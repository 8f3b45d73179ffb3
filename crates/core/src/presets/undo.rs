use std::fmt;
use std::rc::Rc;

use crate::error::{ReviewError, ReviewResult};
use crate::ports::StyleTarget;

/// Entries kept before the oldest is discarded.
pub const UNDO_LIMIT: usize = 50;

/// Style of one element before a preset was applied to it.
pub struct UndoEntry {
    pub target: Rc<dyn StyleTarget>,
    /// Label of the surface the element lives in.
    pub surface: String,
    pub screen_id: String,
    pub original_style_text: String,
    pub preset_id: String,
    pub preset_name: String,
}

impl fmt::Debug for UndoEntry {
    fn fmt(&self, f: &mut fmt::Formatter<'_>) -> fmt::Result {
        f.debug_struct("UndoEntry")
            .field("target", &self.target.describe())
            .field("surface", &self.surface)
            .field("screen_id", &self.screen_id)
            .field("preset_name", &self.preset_name)
            .finish_non_exhaustive()
    }
}

/// Global last-in-first-out undo history across presets and elements.
#[derive(Debug)]
pub struct UndoStack {
    entries: Vec<UndoEntry>,
    limit: usize,
}

impl Default for UndoStack {
    fn default() -> Self {
        Self::with_limit(UNDO_LIMIT)
    }
}

impl UndoStack {
    pub fn new() -> Self {
        Self::default()
    }

    pub fn with_limit(limit: usize) -> Self {
        Self {
            entries: Vec::new(),
            limit: limit.max(1),
        }
    }

    pub fn len(&self) -> usize {
        self.entries.len()
    }

    pub fn is_empty(&self) -> bool {
        self.entries.is_empty()
    }

    /// The entry `undo` would restore next.
    pub fn peek(&self) -> Option<&UndoEntry> {
        self.entries.last()
    }

    pub fn push(&mut self, entry: UndoEntry) {
        if self.entries.len() == self.limit {
            self.entries.remove(0);
        }
        self.entries.push(entry);
    }

    pub fn clear(&mut self) {
        self.entries.clear();
    }

    /// Restore the most recent entry.
    ///
    /// The entry is consumed even when its element is gone; the remaining
    /// history is unaffected either way.
    pub fn undo(&mut self) -> ReviewResult<UndoEntry> {
        let entry = self.entries.pop().ok_or(ReviewError::UndoEmpty)?;
        match entry.target.set_style_text(&entry.original_style_text) {
            Ok(()) => {
                log::info!(
                    "presets: undid {:?} on {}",
                    entry.preset_name,
                    entry.target.describe()
                );
                Ok(entry)
            }
            Err(source) => {
                log::warn!("presets: undo of {:?} failed: {source}", entry.preset_name);
                Err(ReviewError::UndoFailed {
                    preset_name: entry.preset_name,
                    source,
                })
            }
        }
    }
}

#[cfg(test)]
mod tests {
    use super::*;
    use crate::presets::testing::FakeElement;

    fn entry(target: &Rc<FakeElement>, original: &str, preset: &str) -> UndoEntry {
        UndoEntry {
            target: Rc::clone(target) as Rc<dyn StyleTarget>,
            surface: "Mobile · 375px".into(),
            screen_id: "home".into(),
            original_style_text: original.into(),
            preset_id: preset.into(),
            preset_name: preset.into(),
        }
    }

    #[test]
    fn undo_is_last_in_first_out() {
        let a = Rc::new(FakeElement::new("div.a", "color: blue;"));
        let b = Rc::new(FakeElement::new("div.b", ""));
        let mut stack = UndoStack::new();
        stack.push(entry(&a, "color: blue;", "first"));
        a.set_style_text("color: red;").unwrap();
        stack.push(entry(&b, "", "second"));
        b.set_style_text("padding: 4px;").unwrap();

        assert_eq!(stack.undo().unwrap().preset_name, "second");
        assert_eq!(b.style_text().unwrap(), "");
        assert_eq!(stack.undo().unwrap().preset_name, "first");
        assert_eq!(a.style_text().unwrap(), "color: blue;");
        assert!(matches!(stack.undo(), Err(ReviewError::UndoEmpty)));
    }

    #[test]
    fn detached_element_fails_without_corrupting_stack() {
        let a = Rc::new(FakeElement::new("div.a", "color: blue;"));
        let gone = Rc::new(FakeElement::new("div.gone", ""));
        let mut stack = UndoStack::new();
        stack.push(entry(&a, "color: blue;", "kept"));
        stack.push(entry(&gone, "", "lost"));
        gone.detach();

        match stack.undo() {
            Err(ReviewError::UndoFailed { preset_name, .. }) => assert_eq!(preset_name, "lost"),
            other => panic!("unexpected {other:?}"),
        }
        assert_eq!(stack.len(), 1);
        assert_eq!(stack.peek().unwrap().preset_name, "kept");
        assert!(stack.undo().is_ok());
    }

    #[test]
    fn oldest_entries_fall_off() {
        let a = Rc::new(FakeElement::new("div.a", ""));
        let mut stack = UndoStack::with_limit(2);
        stack.push(entry(&a, "", "one"));
        stack.push(entry(&a, "", "two"));
        stack.push(entry(&a, "", "three"));
        assert_eq!(stack.len(), 2);
        assert_eq!(stack.undo().unwrap().preset_name, "three");
        assert_eq!(stack.undo().unwrap().preset_name, "two");
    }
}
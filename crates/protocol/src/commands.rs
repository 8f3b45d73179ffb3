use serde::{Deserialize, Serialize};

use crate::findings::Findings;
use crate::types::{CompareMode, LayoutMode, SurfaceId, SurfaceRole};

/// A single instruction for the host that owns the preview chrome.
///
/// The engine emits a `Vec<PreviewCommand>` for every state change. Hosts
/// execute them in order; each command carries all the data it needs.
#[derive(Debug, Clone, PartialEq, Serialize, Deserialize)]
#[serde(tag = "type", rename_all = "kebab-case")]
pub enum PreviewCommand {
    /// Remove every mounted surface (and whatever listeners the host bound to them).
    ClearSurfaces,

    /// Arrange subsequent surfaces using this layout.
    SetLayout { mode: LayoutMode },

    /// Create an embedded frame for one breakpoint.
    MountSurface {
        surface: SurfaceId,
        label: String,
        /// Document to load, relative to the host viewer root.
        src: String,
        /// Intrinsic (unscaled) viewport width in CSS pixels.
        width: u32,
        height: u32,
        /// Visual scale applied with a top-left transform origin.
        scale: f64,
        role: SurfaceRole,
        sandbox: String,
    },

    /// Change the visual scale of an already mounted surface.
    SetScale { surface: SurfaceId, scale: f64 },

    /// Show detection results under a surface.
    ShowFindings {
        surface: SurfaceId,
        findings: Findings,
    },

    /// Nothing to preview.
    EmptyState { message: String },
}

/// Which pane of the compare overlay a command addresses.
#[derive(Debug, Clone, Copy, PartialEq, Eq, Serialize, Deserialize)]
#[serde(rename_all = "kebab-case")]
pub enum PaneSide {
    Left,
    Right,
}

/// CSS `mix-blend-mode` for a compare pane.
#[derive(Debug, Clone, Copy, PartialEq, Eq, Serialize, Deserialize)]
#[serde(rename_all = "kebab-case")]
pub enum BlendMode {
    Normal,
    Difference,
}

impl BlendMode {
    pub fn css(self) -> &'static str {
        match self {
            BlendMode::Normal => "normal",
            BlendMode::Difference => "difference",
        }
    }
}

/// Instructions for the host that owns the compare overlay.
#[derive(Debug, Clone, PartialEq, Serialize, Deserialize)]
#[serde(tag = "type", rename_all = "kebab-case")]
pub enum CompareCommand {
    SetCompareMode { mode: CompareMode },
    MountPane {
        side: PaneSide,
        screen: String,
        src: String,
        opacity: f64,
        blend: BlendMode,
        /// Whether the pane is stacked over the other one.
        stacked: bool,
    },
}
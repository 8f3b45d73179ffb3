//! Measurements read from a rendered document.
//!
//! Hosts fill these in from whatever embeds the screen (an iframe in the
//! browser, a page model in the terminal previewer). The engine never reads
//! a document any other way.

use serde::{Deserialize, Serialize};

/// Scroll and client extents of one box.
#[derive(Debug, Clone, Copy, PartialEq, Default, Serialize, Deserialize)]
pub struct BoxExtent {
    pub scroll_width: f64,
    pub client_width: f64,
    pub scroll_height: f64,
    pub client_height: f64,
}

#[derive(Debug, Clone, Copy, PartialEq, Default, Serialize, Deserialize)]
pub struct ScrollMetrics {
    /// The root (`<html>`) element.
    pub document_element: BoxExtent,
    /// The `<body>` element. Only its scroll extents are used.
    pub body: BoxExtent,
    pub scroll_x: f64,
    pub scroll_y: f64,
}

impl ScrollMetrics {
    /// Maximum horizontal scroll travel.
    ///
    /// Takes the larger of the root and body scroll widths since browsers
    /// disagree on which one carries the document extent.
    pub fn max_scroll_x(&self) -> f64 {
        let scroll_width = self
            .document_element
            .scroll_width
            .max(self.body.scroll_width);
        (scroll_width - self.document_element.client_width).max(0.0)
    }

    /// Maximum vertical scroll travel.
    pub fn max_scroll_y(&self) -> f64 {
        let scroll_height = self
            .document_element
            .scroll_height
            .max(self.body.scroll_height);
        (scroll_height - self.document_element.client_height).max(0.0)
    }

    /// Scroll position as a fraction of travel on each axis, in `[0, 1]`.
    pub fn scroll_ratio(&self) -> (f64, f64) {
        (
            ratio(self.scroll_x, self.max_scroll_x()),
            ratio(self.scroll_y, self.max_scroll_y()),
        )
    }
}

fn ratio(offset: f64, max: f64) -> f64 {
    if max > 0.0 && offset.is_finite() {
        (offset / max).clamp(0.0, 1.0)
    } else {
        0.0
    }
}

/// Computed `text-overflow` value of an element.
#[derive(Debug, Clone, Copy, PartialEq, Eq, Default, Serialize, Deserialize)]
#[serde(rename_all = "kebab-case")]
pub enum TextOverflow {
    #[default]
    Clip,
    Ellipsis,
    /// Any other value (custom strings, `fade`, ...).
    Other,
}

impl TextOverflow {
    pub fn parse(value: &str) -> Self {
        match value.trim() {
            "" | "clip" => TextOverflow::Clip,
            "ellipsis" => TextOverflow::Ellipsis,
            _ => TextOverflow::Other,
        }
    }
}

/// Style and geometry of one element.
#[derive(Debug, Clone, Copy, PartialEq, Default, Serialize, Deserialize)]
pub struct ElementProbe {
    #[serde(default)]
    pub text_overflow: TextOverflow,
    pub scroll_width: f64,
    pub client_width: f64,
    /// Right edge of the bounding box, relative to the viewport.
    pub rect_right: f64,
    pub rect_width: f64,
}

/// Document-level width measurements used for overflow detection.
#[derive(Debug, Clone, Copy, PartialEq, Default, Serialize, Deserialize)]
pub struct LayoutProbe {
    pub body_scroll_width: f64,
    /// Client width of the root element, i.e. the surface's viewport.
    pub client_width: f64,
}
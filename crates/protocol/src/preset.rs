use std::collections::BTreeMap;

use chrono::{DateTime, Utc};
use serde::{Deserialize, Serialize};

/// Where a preset's style was captured from.
#[derive(Debug, Clone, PartialEq, Eq, Default, Serialize, Deserialize)]
#[serde(rename_all = "camelCase", default)]
pub struct PresetSource {
    pub tag: String,
    pub classes: Vec<String>,
    pub screen_id: String,
    pub app: String,
}

/// A named, reusable set of CSS property values.
#[derive(Debug, Clone, PartialEq, Serialize, Deserialize)]
#[serde(rename_all = "camelCase")]
pub struct Preset {
    pub id: String,
    pub name: String,
    pub category: String,
    /// CSS property name → value.
    pub style: BTreeMap<String, String>,
    #[serde(default)]
    pub source: PresetSource,
    pub created_at: DateTime<Utc>,
    #[serde(default)]
    pub usage_count: u32,
}

impl Preset {
    /// Inline declaration text, e.g. `color: red; padding: 4px;`.
    pub fn css_text(&self) -> String {
        self.style
            .iter()
            .map(|(property, value)| format!("{property}: {value};"))
            .collect::<Vec<_>>()
            .join(" ")
    }
}

#[cfg(test)]
mod tests {
    use super::*;

    #[test]
    fn serializes_camel_case() {
        let preset = Preset {
            id: "p1".into(),
            name: "Card".into(),
            category: "color".into(),
            style: BTreeMap::from([
                ("color".to_string(), "red".to_string()),
                ("padding".to_string(), "4px".to_string()),
            ]),
            source: PresetSource {
                tag: "div".into(),
                classes: vec!["card".into()],
                screen_id: "home".into(),
                app: "demo".into(),
            },
            created_at: DateTime::<Utc>::UNIX_EPOCH,
            usage_count: 2,
        };
        let json = serde_json::to_value(&preset).unwrap();
        assert_eq!(json["usageCount"], 2);
        assert_eq!(json["source"]["screenId"], "home");
        assert_eq!(preset.css_text(), "color: red; padding: 4px;");
    }
}
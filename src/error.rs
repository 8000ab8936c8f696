use std::{
    error::Error,
    fmt::{self, Display},
};

use ndarray::ShapeError;

/// The result type used in the entire crate.
pub type Result<T> = std::result::Result<T, NnErr>;

/// The crate's error type.
///
/// Every variant describes a broken caller contract: none of them are recoverable by
/// retrying the same call.
#[derive(Debug)]
pub enum NnErr {
    /// A dataset or view was queried with an index outside `[0, len)`.
    IndexOutOfRange { index: usize, len: usize },
    /// A vector's length does not match the size a layer was configured with.
    DimensionMismatch {
        what: &'static str,
        got: usize,
        expected: usize,
    },
    /// A propagate method was called before `initialize`.
    UninitializedLayer,
    /// `initialize` was called on a layer that already registered its parameters.
    AlreadyInitialized,
    /// `backpropagate` was called without a previous `forward_propagate`.
    MissingForwardPass,
    /// The split ratio lies outside `[0, 1]`.
    InvalidRatio(f64),
    /// The initialization standard deviation is negative or not finite.
    InvalidStdDev(f64),
    /// A buffer could not be interpreted with the requested shape.
    InvalidShape(String),
    /// A configuration document could not be parsed.
    Config(String),
}

impl Display for NnErr {
    fn fmt(&self, f: &mut fmt::Formatter<'_>) -> fmt::Result {
        match self {
            NnErr::IndexOutOfRange { index, len } => {
                write!(f, "index {index} is out of range for {len} samples")
            }
            NnErr::DimensionMismatch {
                what,
                got,
                expected,
            } => write!(
                f,
                "dimension mismatch for {what}: got {got}, expected {expected}"
            ),
            NnErr::UninitializedLayer => write!(f, "the layer was used before initialization"),
            NnErr::AlreadyInitialized => write!(f, "the layer is already initialized"),
            NnErr::MissingForwardPass => {
                write!(f, "backpropagation requires a previous forward pass")
            }
            NnErr::InvalidRatio(ratio) => {
                write!(f, "split ratio {ratio} is outside of the [0, 1] range")
            }
            NnErr::InvalidStdDev(std_dev) => {
                write!(f, "invalid standard deviation {std_dev} for weight initialization")
            }
            NnErr::InvalidShape(msg) => write!(f, "invalid shape: {msg}"),
            NnErr::Config(msg) => write!(f, "invalid config: {msg}"),
        }
    }
}

impl Error for NnErr {}

impl From<ShapeError> for NnErr {
    fn from(value: ShapeError) -> Self {
        Self::InvalidShape(value.to_string())
    }
}

impl From<serde_json::Error> for NnErr {
    fn from(value: serde_json::Error) -> Self {
        Self::Config(value.to_string())
    }
}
-----
§ **Required action**:
Go through the data above line by line, count those that contain the string "UndoEmpty", and reply with the count only.

§ **Response to this exercise**:
2